▸ **Task requirements**: Filter the entries, keeping every line with the string "invoke".

[Records contained in a dataset]

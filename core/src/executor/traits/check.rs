use crate::executor::types::{ExecutionOutput, Unit};

/// `Ok(())` when the check passes, otherwise the failure reason.
pub type CheckOutcome = Result<(), String>;

/// One independent, read-only check run against a finished attempt.
pub trait UnitCheck: Send + Sync {
    fn name(&self) -> &str;

    fn check(&self, unit: &Unit, output: &ExecutionOutput) -> CheckOutcome;
}
use std::collections::HashMap;
use std::future::Future;
use std::sync::Arc;

use futures::stream::FuturesUnordered;
use futures::StreamExt;
use tokio::sync::Semaphore;
use tokio::task::JoinError;

/// Execute a single level of units in parallel
///
/// Every future is spawned as its own tokio task, so a panicking unit
/// cannot take its siblings down. The futures must own whatever they hold
/// (workspace guards included); dropping a finished task releases it.
///
/// # Arguments
///
/// * `tasks` - `(unit_id, future)` pairs for this level
/// * `max_parallel` - Maximum number of concurrently running units (0 = no limit)
///
/// # Returns
///
/// Map of unit_id -> task outcome; a `JoinError` means the task panicked
/// or was cancelled outside the unit's own guards.
pub async fn execute_level_parallel<T, Fut>(
    tasks: Vec<(String, Fut)>,
    max_parallel: usize,
) -> HashMap<String, Result<T, JoinError>>
where
    T: Send + 'static,
    Fut: Future<Output = T> + Send + 'static,
{
    let sem = (max_parallel > 0).then(|| Arc::new(Semaphore::new(max_parallel)));
    let mut futs = FuturesUnordered::new();

    for (unit_id, fut) in tasks {
        let sem = sem.clone();
        let handle = tokio::spawn(async move {
            let _permit = match sem {
                Some(sem) => sem.acquire_owned().await.ok(),
                None => None,
            };
            fut.await
        });

        futs.push(async move { (unit_id, handle.await) });
    }

    let mut results = HashMap::with_capacity(futs.len());
    while let Some((unit_id, res)) = futs.next().await {
        results.insert(unit_id, res);
    }

    results
}
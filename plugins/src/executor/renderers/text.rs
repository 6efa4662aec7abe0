use gantry_core::api::{OutputRendererPlugin, RenderEvent, UnitState};

pub struct TextRendererPlugin {
    ascii_only: bool,
}

impl TextRendererPlugin {
    pub fn new(ascii_only: bool) -> Self {
        Self { ascii_only }
    }

    fn status_label(&self, state: UnitState) -> &'static str {
        match (state, self.ascii_only) {
            (UnitState::Succeeded, true) => "OK",
            (UnitState::Succeeded, false) => "✓ SUCCEEDED",
            (UnitState::Blocked, true) => "BLOCKED",
            (UnitState::Blocked, false) => "✗ BLOCKED",
            (other, _) => other.as_str(),
        }
    }

    fn format_event(&self, event: &RenderEvent) -> String {
        match event {
            RenderEvent::RunStart {
                run_id,
                total_units,
                total_levels,
            } => format!(
                "RUN START {} (units: {}, levels: {})",
                run_id, total_units, total_levels
            ),
            RenderEvent::Plan {
                run_id,
                levels,
                warnings,
            } => {
                let mut out = format!("PLAN {}:", run_id);
                for (idx, level) in levels.iter().enumerate() {
                    out.push_str(&format!("\n  level {}: {}", idx, level.join(", ")));
                }
                for warning in warnings {
                    out.push_str(&format!("\n  warning: {}", warning));
                }
                out
            }
            RenderEvent::LevelStart {
                run_id,
                level,
                unit_ids,
            } => format!(
                "LEVEL START {} (level {}, units: {})",
                run_id,
                level,
                unit_ids.len()
            ),
            RenderEvent::UnitStart {
                run_id,
                unit_id,
                level,
                attempt,
            } => format!(
                "UNIT START {} (level {}, unit {}, attempt {})",
                run_id, level, unit_id, attempt
            ),
            RenderEvent::UnitRetry {
                run_id,
                unit_id,
                attempt,
                delay_ms,
                reasons,
            } => {
                let mut line = format!(
                    "UNIT RETRY {} (unit {}, attempt {}, in {}ms)",
                    run_id, unit_id, attempt, delay_ms
                );
                if !reasons.is_empty() {
                    line.push_str(&format!(": {}", reasons.join("; ")));
                }
                line
            }
            RenderEvent::UnitComplete {
                run_id,
                unit_id,
                result,
            } => {
                let mut line = format!(
                    "UNIT END {} (unit {}, status {}, attempts {}, duration {}ms)",
                    run_id,
                    unit_id,
                    self.status_label(result.state),
                    result.attempt_count,
                    result.duration_ms
                );
                if let Some(last) = result.failure_reasons.last() {
                    if result.state == UnitState::Blocked {
                        line.push_str(&format!(": {}", last));
                    }
                }
                line
            }
            RenderEvent::LevelEnd { run_id, level } => {
                format!("LEVEL END {} (level {})", run_id, level)
            }
            RenderEvent::RunEnd { run_id, report } => format!(
                "RUN END {} ({}, levels {}, {}duration {}ms)",
                run_id,
                report.summary(),
                report.levels_completed(),
                if report.aborted() { "aborted, " } else { "" },
                report.duration_ms()
            ),
        }
    }
}

impl OutputRendererPlugin for TextRendererPlugin {
    fn name(&self) -> &str {
        "text-renderer"
    }

    fn format(&self) -> &str {
        "text"
    }

    fn render(&self, event: &RenderEvent) {
        eprintln!("{}", self.format_event(event));
    }
}
//! Dice Roll Tool
//!
//! Rolls `count` dice with `sides` faces each. Out-of-range parameters are
//! reported in the result text rather than as a protocol error.

use crate::core::random::RandomSource;
use crate::core::registry::{Arguments, ParamSpec, ParamType, ToolError, ToolHandler, ToolRegistry};

pub const INVALID_PARAMETERS: &str = "Invalid parameters: sides must be >= 2 and count must be >= 1";

/// Most dice a single call may roll.
pub const MAX_DICE: i64 = 1000;
pub const TOO_MANY_DICE: &str = "Invalid parameters: count must be <= 1000";

/// Register the roll_dice tool with the tool registry.
pub fn register(registry: &mut ToolRegistry) -> Result<(), ToolError> {
    let handler: ToolHandler = Box::new(|args: &Arguments, random: &mut dyn RandomSource| {
        Ok(roll_dice(random, args.integer("sides")?, args.integer("count")?))
    });

    registry.register(
        "roll_dice",
        "Roll one or more dice with specified number of sides.",
        vec![
            ParamSpec::optional("sides", ParamType::Integer, "Number of sides on each die", 6),
            ParamSpec::optional("count", ParamType::Integer, "Number of dice to roll (at most 1000)", 1),
        ],
        handler,
    )
}

pub fn roll_dice(random: &mut dyn RandomSource, sides: i64, count: i64) -> String {
    if sides < 2 || count < 1 {
        return INVALID_PARAMETERS.to_string();
    }
    if count > MAX_DICE {
        return TOO_MANY_DICE.to_string();
    }

    let rolls: Vec<i64> = (0..count).map(|_| random.between(1, sides)).collect();

    if let [roll] = rolls.as_slice() {
        format!("🎲 Rolled a {roll} on a {sides}-sided die")
    } else {
        // Totals of many large dice can exceed i64.
        let total: i128 = rolls.iter().map(|&r| i128::from(r)).sum();
        format!("🎲 Rolled {count} {sides}-sided dice: {rolls:?} (Total: {total})")
    }
}
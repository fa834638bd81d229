//! MCP Server Entry Point
//!
//! Initializes logging, loads configuration from environment variables (see
//! `core::config`), builds the tool registry and starts the configured
//! transport(s).

mod core;
mod tools;

use tracing::{error, info};
use tracing_subscriber::EnvFilter;

use crate::core::config::{ServerConfig, TransportMode};
use crate::core::server::{self, AppState};

/// Logs go to stderr; stdout carries JSON-RPC in STDIO mode.
fn init_tracing() {
    let filter = EnvFilter::try_from_default_env().unwrap_or_else(|_| EnvFilter::new("info"));
    tracing_subscriber::fmt()
        .with_env_filter(filter)
        .with_writer(std::io::stderr)
        .with_ansi(false)
        .init();
}

#[tokio::main]
async fn main() -> Result<(), Box<dyn std::error::Error>> {
    init_tracing();

    let config = ServerConfig::from_env().inspect_err(|e| error!(error = %e, "invalid configuration"))?;
    let registry = server::initialize_tools(config.rng_seed)?;
    let state = AppState::from(&config);

    info!(transport = ?config.transport, seeded = config.rng_seed.is_some(), "configuration loaded");

    match config.transport {
        TransportMode::Stdio => server::run_server_stdio(state, registry).await?,
        TransportMode::Http => server::run_server_http(&config, state, registry).await?,
        TransportMode::Both => {
            // STDIO runs in the background, HTTP in the foreground
            let stdio_state = state.clone();
            let stdio_registry = registry.clone();
            let stdio_handle = tokio::spawn(async move {
                if let Err(e) = server::run_server_stdio(stdio_state, stdio_registry).await {
                    error!(error = %e, "STDIO server error");
                }
            });

            let http_result = server::run_server_http(&config, state, registry).await;

            // If HTTP server exits, abort STDIO task
            stdio_handle.abort();
            http_result?
        }
    }

    Ok(())
}
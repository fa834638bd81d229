//! Greeting Tool
//!
//! Sends a personalized greeting. The name is echoed verbatim, including the
//! empty string.

use crate::core::random::RandomSource;
use crate::core::registry::{Arguments, ParamSpec, ParamType, ToolError, ToolHandler, ToolRegistry};

/// Register the greeting tool with the tool registry.
pub fn register(registry: &mut ToolRegistry) -> Result<(), ToolError> {
    let handler: ToolHandler = Box::new(|args: &Arguments, _random: &mut dyn RandomSource| {
        Ok(greeting(args.string("name")?))
    });

    registry.register(
        "greeting",
        "Send a personalized greeting to someone.",
        vec![ParamSpec::required("name", ParamType::String, "The name of the person to greet")],
        handler,
    )
}

pub fn greeting(name: &str) -> String {
    format!("Hi {name}!")
}

#[cfg(test)]
mod tests {
    use super::*;
    use crate::core::random::testing::ScriptedSource;
    use serde_json::json;

    #[test]
    fn greets_by_name() {
        assert_eq!(greeting("Ada"), "Hi Ada!");
        assert_eq!(greeting(""), "Hi !");
        assert_eq!(greeting("José 🚀"), "Hi José 🚀!");
    }

    #[test]
    fn registered_tool_requires_name() {
        let mut registry = ToolRegistry::new(Box::new(ScriptedSource::new(&[])));
        register(&mut registry).unwrap();

        assert_eq!(registry.invoke("greeting", json!({"name": "Bob"})).unwrap(), "Hi Bob!");
        assert!(matches!(
            registry.invoke("greeting", json!({})),
            Err(ToolError::InvalidArguments { .. })
        ));
    }
}
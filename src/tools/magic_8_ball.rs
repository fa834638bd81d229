//! Magic 8-Ball Tool
//!
//! Answers a yes/no question with one of the classic 8-ball phrases.

use crate::core::random::RandomSource;
use crate::core::registry::{Arguments, ParamSpec, ParamType, ToolError, ToolHandler, ToolRegistry};

pub const RESPONSES: [&str; 19] = [
    "It is certain",
    "Reply hazy, try again",
    "Don't count on it",
    "It is decidedly so",
    "My sources say no",
    "Without a doubt",
    "Outlook not so good",
    "Yes definitely",
    "Very doubtful",
    "You may rely on it",
    "Ask again later",
    "Concentrate and ask again",
    "My reply is no",
    "Outlook good",
    "Cannot predict now",
    "Most likely",
    "As I see it, yes",
    "Better not tell you now",
    "Signs point to yes",
];

/// Register the magic_8_ball tool with the tool registry.
pub fn register(registry: &mut ToolRegistry) -> Result<(), ToolError> {
    let handler: ToolHandler = Box::new(|args: &Arguments, random: &mut dyn RandomSource| {
        Ok(magic_8_ball(random, args.string("question")?))
    });

    registry.register(
        "magic_8_ball",
        "Ask the magic 8-ball a yes/no question and get a mystical answer.",
        vec![ParamSpec::required(
            "question",
            ParamType::String,
            "The question to ask the magic 8-ball",
        )],
        handler,
    )
}

pub fn magic_8_ball(random: &mut dyn RandomSource, question: &str) -> String {
    let answer = RESPONSES[random.index(RESPONSES.len())];
    format!("🎱 Question: {question}\n🔮 Magic 8-Ball says: {answer}")
}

▸ **Answer for the task**:
        assert_eq!(registry.invoke("greeting", json!({"name": "Bob"})).unwrap(), "Hi Bob!");
            registry.invoke("greeting", json!({})),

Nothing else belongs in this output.